Extractables are those chemicals that are liberated from a drug or device when in contact with an appropriate solvent under exaggerated time and temperature conditions to illustrate the worst-case. Leachables on the other hand are the likely migrating entities under clinically relevant or typical use.
How do we test for them?
When testing for E&Ls, chromatography (in its numerous forms) has become standard industry practice to screen for organic compounds.
Common detection methods & techniques:
- Volatile Organic Compounds (VOCs): Gas Chromatography and Mass Spectrometry (GC-MS) combined with Headspace sampling
- Semi-Volatile Organic Compounds (SVOCs) and liquids: “direct” injection gas chromatography
- Non-volatile Organic Compounds: Liquid Chromatography – Mass Spectrometry (LC-MS)
- Inorganic Extractables (including metals): Inductively Coupled Plasma – Mass Spectrometry (ICP-MS)
The resulting E&L profiles identify and attempt to chemically characterise every compound present in an extract above a defined and toxicologically justified evaluation or reporting threshold - the Analytical Evaluation Threshold (AET).

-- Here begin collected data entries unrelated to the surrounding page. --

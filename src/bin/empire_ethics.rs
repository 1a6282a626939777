use std::path::PathBuf;

use anyhow::Context;
use clap::Parser;

use empire_reports::config::{Overrides, Settings};
use empire_reports::input::read_input;
use empire_reports::logging::init_tracing;
use empire_reports::parser::extract::ethics;

#[derive(Parser)]
#[command(name = "empire_ethics", about = "List every empire with its ethics")]
struct Cli {
    /// Empire design file (default: user_empire_designs_v3.4.txt)
    #[arg(short, long)]
    input: Option<PathBuf>,
    /// Settings file (default: empire_reports.toml, if present)
    #[arg(short, long)]
    config: Option<PathBuf>,
}

fn main() -> anyhow::Result<()> {
    init_tracing();
    let cli = Cli::parse();

    let overrides = Overrides {
        input: cli.input.as_deref(),
        output: None,
    };
    let settings = Settings::load(cli.config.as_deref(), &overrides).context("loading settings")?;
    let text = read_input(&settings.input)?
        .with_context(|| format!("input file '{}' not found", settings.input.display()))?;

    let empires = ethics::extract(&text);
    let mut listed = 0;
    for empire in &empires {
        if empire.ethics.is_empty() {
            if let Some(key) = &empire.key {
                println!("Key='{key}' skipped: no recognized ethics");
            }
            continue;
        }
        listed += 1;
        println!(
            "Key='{}', Ethics=[{}]",
            empire.member(),
            empire.abbrevs().join(", ")
        );
    }

    println!("\n{listed} of {} empires listed.", empires.len());
    Ok(())
}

What bibra can do to help?
Bibra's core competence in toxicological hazard and risk assessment can be bought fruitfully to bear at all stages of the sometimes tortuous E&L journey. This is most obvious in the assessment of the leachables (and high-priority extractables) where the objective is defensible Tolerable Intake (TI) and Margin of Safety (MoS) values. We also have a value earlier in the game, most usefully with those monstrous extractables reports that have identified far too many compounds, most of which are clearly not going to pose any health risk to patients. To exclude most of these from further, more detailed, and expensive toxicological risk assessment, we have developed a “extractables and leachables screening” process to prioritise substances that are more worthy of this detailed scrutiny. Whilst we profess no similar expertise in analytical chemistry we contend we can also sometimes bring value to the initial project discussions over the planning of the E&L programme itself. Extraction solvents and conditions, for example, can be tailored to suit the product based on its composition and anticipated contact with the patient. In cases where a health risk cannot be ruled out based on the toxicological assessment of an extractables profile and traditional leachables studies are not practical, “simulated leachables” studies can be designed to more closely mimic the typical use of the product, and health risks can therefore be refined using these more relevant data.